Adelphi Films Limited | |
Industry: | Movie |
Founder: | Arthur Dent |
Location Country: | England |
Owner: | Kate Lees |
Adelphi Films Limited was a British film production company. With its sister company Advance, it produced over 30 films in the 1940s and 1950s and distributed many more. Adelphi linked Gainsborough Pictures and the raw “kitchen sink” dramas of the early 1960s.
Adelphi Films was founded in 1939 by Arthur Dent and is now managed by his granddaughter Kate Lees.[1]
Adelphi is an archive of British feature films. The Adelphi film collection comprises over 40 British films, stored for decades in a London suburban garage. Dating mainly from the 1940s and 1950s, the Adelphi film collection features many British stars of the period, including James Mason, Max Bygraves, Spike Milligan, Diana Dors, Peter Sellers, Petula Clarke, Prunella Scales, Sid James, Wilson, Keppel and Betty and Rolf Harris’ screen debut. Dorothy Squires’ only film appearance was in Stars in Your Eyes (1956) which was co-scripted by Talbot Rothwell before he wrote scripts for the Carry On movies.
The collection holds many long unavailable films including featuring The Goons, first released in 1951, with Peter Sellers, Spike Milligan, Harry Secombe, Bill Kerr and Alfred Marks (Penny Points to Paradise and Let's Go Crazy).[2] These films were released on DVD in August 2009.

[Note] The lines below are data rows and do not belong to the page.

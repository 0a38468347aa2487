//! Binance portfolio-margin client (papi). One shared margin pool backing
//! both USDT-margined (UM) and coin-margined (CM) positions; the two pools
//! are fetched separately and merged into one snapshot.

use std::collections::HashMap;
use std::time::Duration;

use async_trait::async_trait;
use chrono::Utc;
use serde::de::DeserializeOwned;
use serde::Deserialize;
use tracing::warn;

use crate::aggregator::rest::{decode_json, parse_f64};
use crate::aggregator::signer;
use crate::aggregator::traits::ExchangeClient;
use crate::aggregator::types::{ExchangeData, Position};
use crate::config::BinancePortfolioConfig;
use crate::error::AggregatorError;
use crate::risk::metrics::{build_summary, SummaryInputs};
use crate::risk::normalize::{normalize_position, RawPosition};

pub const EXCHANGE: &str = "binance-portfolio";
const BASE_CURRENCY: &str = "USDT";
const RECV_WINDOW_MS: u64 = 5_000;

/// Coin-margined symbols carry an underscore suffix: `BTCUSD_PERP`,
/// `BTCUSD_250926`. USDT-margined symbols do not.
pub fn is_coin_margined(symbol: &str) -> bool {
    symbol.contains("USD_")
}

/// Fixed-settlement (dated) coin-margined contracts have no funding leg.
pub fn has_funding_leg(symbol: &str) -> bool {
    !is_coin_margined(symbol) || symbol.ends_with("_PERP")
}

/// Funding rate for a merged-pool symbol; structurally 0 for instruments
/// without a funding leg.
/// TODO: source _PERP funding from the dapi premium index; the USD-M index
/// does not cover coin-margined symbols.
fn funding_rate_for(symbol: &str, um_rates: &HashMap<String, f64>) -> f64 {
    if !has_funding_leg(symbol) {
        return 0.0;
    }
    um_rates.get(symbol).copied().unwrap_or(0.0)
}

pub struct BinancePortfolioClient {
    http: reqwest::Client,
    config: BinancePortfolioConfig,
    time_offset_ms: i64,
}

impl BinancePortfolioClient {
    pub fn new(config: BinancePortfolioConfig, timeout: Duration) -> Self {
        let http = reqwest::Client::builder()
            .connect_timeout(Duration::from_secs(5))
            .timeout(timeout)
            .build()
            .expect("failed to create reqwest client");
        Self {
            http,
            config,
            time_offset_ms: 0,
        }
    }

    async fn signed_get<T: DeserializeOwned>(
        &self,
        path: &str,
        mut params: Vec<(&str, String)>,
    ) -> Result<T, AggregatorError> {
        let timestamp = Utc::now().timestamp_millis() + self.time_offset_ms;
        params.push(("recvWindow", RECV_WINDOW_MS.to_string()));
        params.push(("timestamp", timestamp.to_string()));
        let query = signer::encode_query(&params);
        let signed = signer::binance_signed_query(&self.config.credentials.api_secret, &query);
        let url = format!("{}{path}?{signed}", self.config.base_url.trim_end_matches('/'));
        let response = self
            .http
            .get(url)
            .header("X-MBX-APIKEY", &self.config.credentials.api_key)
            .send()
            .await?;
        decode_json(path, response).await
    }

    /// Market data lives on the USD-M host; papi itself has none.
    async fn market_get<T: DeserializeOwned>(
        &self,
        path: &str,
        params: &[(&str, String)],
    ) -> Result<T, AggregatorError> {
        let mut url = format!("{}{path}", self.config.market_data_url.trim_end_matches('/'));
        if !params.is_empty() {
            url = format!("{url}?{}", signer::encode_query(params));
        }
        let response = self.http.get(&url).send().await?;
        decode_json(path, response).await
    }

    async fn account(&self) -> Result<PortfolioAccount, AggregatorError> {
        self.signed_get("/papi/v1/account", Vec::new()).await
    }

    async fn balances(&self) -> Result<Vec<PortfolioBalance>, AggregatorError> {
        self.signed_get("/papi/v1/balance", Vec::new()).await
    }

    async fn um_position_risk(&self) -> Result<Vec<UmPositionRow>, AggregatorError> {
        self.signed_get("/papi/v1/um/positionRisk", Vec::new()).await
    }

    async fn cm_position_risk(&self) -> Result<Vec<CmPositionRow>, AggregatorError> {
        self.signed_get("/papi/v1/cm/positionRisk", Vec::new()).await
    }

    async fn um_open_orders(&self) -> Result<Vec<serde_json::Value>, AggregatorError> {
        self.signed_get("/papi/v1/um/openOrders", Vec::new()).await
    }

    async fn cm_open_orders(&self) -> Result<Vec<serde_json::Value>, AggregatorError> {
        self.signed_get("/papi/v1/cm/openOrders", Vec::new()).await
    }

    async fn um_funding_rates(&self) -> Result<HashMap<String, f64>, AggregatorError> {
        let rows: Vec<PremiumIndexRow> = self.market_get("/fapi/v1/premiumIndex", &[]).await?;
        Ok(rows
            .into_iter()
            .filter_map(|row| {
                let rate = row.last_funding_rate?;
                parse_f64("premiumIndex.lastFundingRate", &rate)
                    .ok()
                    .map(|rate| (row.symbol, rate))
            })
            .collect())
    }

    async fn ticker_price(&self, symbol: &str) -> Option<f64> {
        let row: TickerPriceRow = self
            .market_get("/fapi/v1/ticker/price", &[("symbol", symbol.to_string())])
            .await
            .ok()?;
        parse_f64("ticker.price", &row.price).ok()
    }

    /// Direct pair, else via BTC, else 0 with a warning.
    async fn asset_value_in_base(&self, asset: &str, amount: f64) -> f64 {
        if asset == BASE_CURRENCY {
            return amount;
        }
        if let Some(price) = self.ticker_price(&format!("{asset}{BASE_CURRENCY}")).await {
            return amount * price;
        }
        if let (Some(via), Some(anchor)) = (
            self.ticker_price(&format!("{asset}BTC")).await,
            self.ticker_price(&format!("BTC{BASE_CURRENCY}")).await,
        ) {
            return amount * via * anchor;
        }
        warn!(asset, "no price route to base currency, valuing at 0");
        0.0
    }

    async fn sum_balances(&self, balances: &[PortfolioBalance]) -> Result<f64, AggregatorError> {
        let mut total = 0.0;
        for entry in balances {
            let amount = parse_f64("balance.totalWalletBalance", &entry.total_wallet_balance)?;
            if amount <= 0.0 {
                continue;
            }
            total += self.asset_value_in_base(&entry.asset, amount).await;
        }
        Ok(total)
    }
}

#[async_trait]
impl ExchangeClient for BinancePortfolioClient {
    async fn initialize(&mut self) -> Result<(), AggregatorError> {
        let server_time: ServerTime = self.market_get("/fapi/v1/time", &[]).await?;
        self.time_offset_ms = server_time.server_time - Utc::now().timestamp_millis();
        self.account().await?;
        Ok(())
    }

    async fn fetch_snapshot(&self) -> Result<ExchangeData, AggregatorError> {
        let (account, balances, um_rows, cm_rows, um_orders, cm_orders, funding) = tokio::try_join!(
            self.account(),
            self.balances(),
            self.um_position_risk(),
            self.cm_position_risk(),
            self.um_open_orders(),
            self.cm_open_orders(),
            self.um_funding_rates(),
        )?;

        let mut raws: Vec<RawPosition> = Vec::new();
        for row in &um_rows {
            let rate = funding_rate_for(&row.symbol, &funding);
            raws.push(RawPosition {
                symbol: row.symbol.clone(),
                signed_size: parse_f64("um.positionAmt", &row.position_amt)?,
                entry_price: parse_f64("um.entryPrice", &row.entry_price)?,
                mark_price: parse_f64("um.markPrice", &row.mark_price)?,
                liquidation_price: parse_f64("um.liquidationPrice", &row.liquidation_price)?,
                leverage: parse_f64("um.leverage", &row.leverage)?,
                notional: Some(parse_f64("um.notional", &row.notional)?),
                unrealized_pnl: parse_f64("um.unRealizedProfit", &row.unrealized_profit)?,
                realized_pnl: 0.0,
                current_funding_rate: rate,
                next_funding_rate: rate,
                // Portfolio margin is cross by construction.
                margin_flag: None,
                combined_margin: true,
            });
        }
        for row in &cm_rows {
            let mark_price = parse_f64("cm.markPrice", &row.mark_price)?;
            // CM notionalValue is denominated in the settlement coin; the
            // dollar exposure is that coin amount at mark.
            let coin_notional = parse_f64("cm.notionalValue", &row.notional_value)?;
            let rate = funding_rate_for(&row.symbol, &funding);
            raws.push(RawPosition {
                symbol: row.symbol.clone(),
                signed_size: parse_f64("cm.positionAmt", &row.position_amt)?,
                entry_price: parse_f64("cm.entryPrice", &row.entry_price)?,
                mark_price,
                liquidation_price: parse_f64("cm.liquidationPrice", &row.liquidation_price)?,
                leverage: parse_f64("cm.leverage", &row.leverage)?,
                notional: Some(coin_notional.abs() * mark_price),
                unrealized_pnl: parse_f64("cm.unRealizedProfit", &row.unrealized_profit)?,
                realized_pnl: 0.0,
                current_funding_rate: rate,
                next_funding_rate: rate,
                margin_flag: None,
                combined_margin: true,
            });
        }
        let positions: Vec<Position> = raws
            .iter()
            .filter_map(|raw| normalize_position(EXCHANGE, raw))
            .collect();

        let equity = parse_f64("account.accountEquity", &account.account_equity)?;
        let maintenance_margin =
            parse_f64("account.accountMaintMargin", &account.account_maint_margin)?;
        let base_balance = if equity > 0.0 {
            equity
        } else {
            self.sum_balances(&balances).await?
        };

        let account_summary = build_summary(SummaryInputs {
            exchange: EXCHANGE,
            account_id: &self.config.account_id,
            base_currency: BASE_CURRENCY,
            base_balance,
            equity,
            maintenance_margin,
            open_orders_count: um_orders.len() + cm_orders.len(),
            positions: &positions,
        });

        Ok(ExchangeData {
            positions,
            account_summary,
        })
    }
}

#[derive(Debug, Deserialize)]
struct ServerTime {
    #[serde(rename = "serverTime")]
    server_time: i64,
}

#[derive(Debug, Deserialize)]
struct PortfolioAccount {
    #[serde(rename = "accountEquity")]
    account_equity: String,
    #[serde(rename = "accountMaintMargin")]
    account_maint_margin: String,
}

#[derive(Debug, Deserialize)]
struct PortfolioBalance {
    asset: String,
    #[serde(rename = "totalWalletBalance")]
    total_wallet_balance: String,
}

#[derive(Debug, Deserialize)]
struct UmPositionRow {
    symbol: String,
    #[serde(rename = "positionAmt")]
    position_amt: String,
    #[serde(rename = "entryPrice")]
    entry_price: String,
    #[serde(rename = "markPrice")]
    mark_price: String,
    #[serde(rename = "liquidationPrice")]
    liquidation_price: String,
    leverage: String,
    #[serde(rename = "unRealizedProfit")]
    unrealized_profit: String,
    notional: String,
}

#[derive(Debug, Deserialize)]
struct CmPositionRow {
    symbol: String,
    #[serde(rename = "positionAmt")]
    position_amt: String,
    #[serde(rename = "entryPrice")]
    entry_price: String,
    #[serde(rename = "markPrice")]
    mark_price: String,
    #[serde(rename = "liquidationPrice")]
    liquidation_price: String,
    leverage: String,
    #[serde(rename = "unRealizedProfit")]
    unrealized_profit: String,
    #[serde(rename = "notionalValue")]
    notional_value: String,
}

#[derive(Debug, Deserialize)]
struct PremiumIndexRow {
    symbol: String,
    #[serde(rename = "lastFundingRate")]
    last_funding_rate: Option<String>,
}

#[derive(Debug, Deserialize)]
struct TickerPriceRow {
    price: String,
}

Adelphi owns the copyright of the collection, (although several were released by other associated companies). In 2009, the company donated 30 reels of film to the BFI National Archive for restoration.[3] Mainly shot in black and white, the films generally run between 80 and 90 minutes.
The list of players reads like a ‘who's-who’ of British acting and comedy talent of the period – Ronnie Corbett, Dennis Price, Hermione Baddeley, Fred Emney, Cardew Robinson, Freddie Frinton, Ted Ray, Dora Bryan, Rachel Roberts, Tommy Trinder, Brian Rix, Vera Day, Joan Hickson, Joan Sims, Harry Fowler, Diana Dors John Gregson, and David Tomlinson.
Aldephi was founded in 1939. In 1949 it was acquired by Arthur Dent, who ran it with his two sons, Stanley and David. Arthur Dent had been a salesman for Famous Players–Lasky and worked for producers and Sam Goldwyn, and produced Comin' Thro the Rye (1947) for Advance.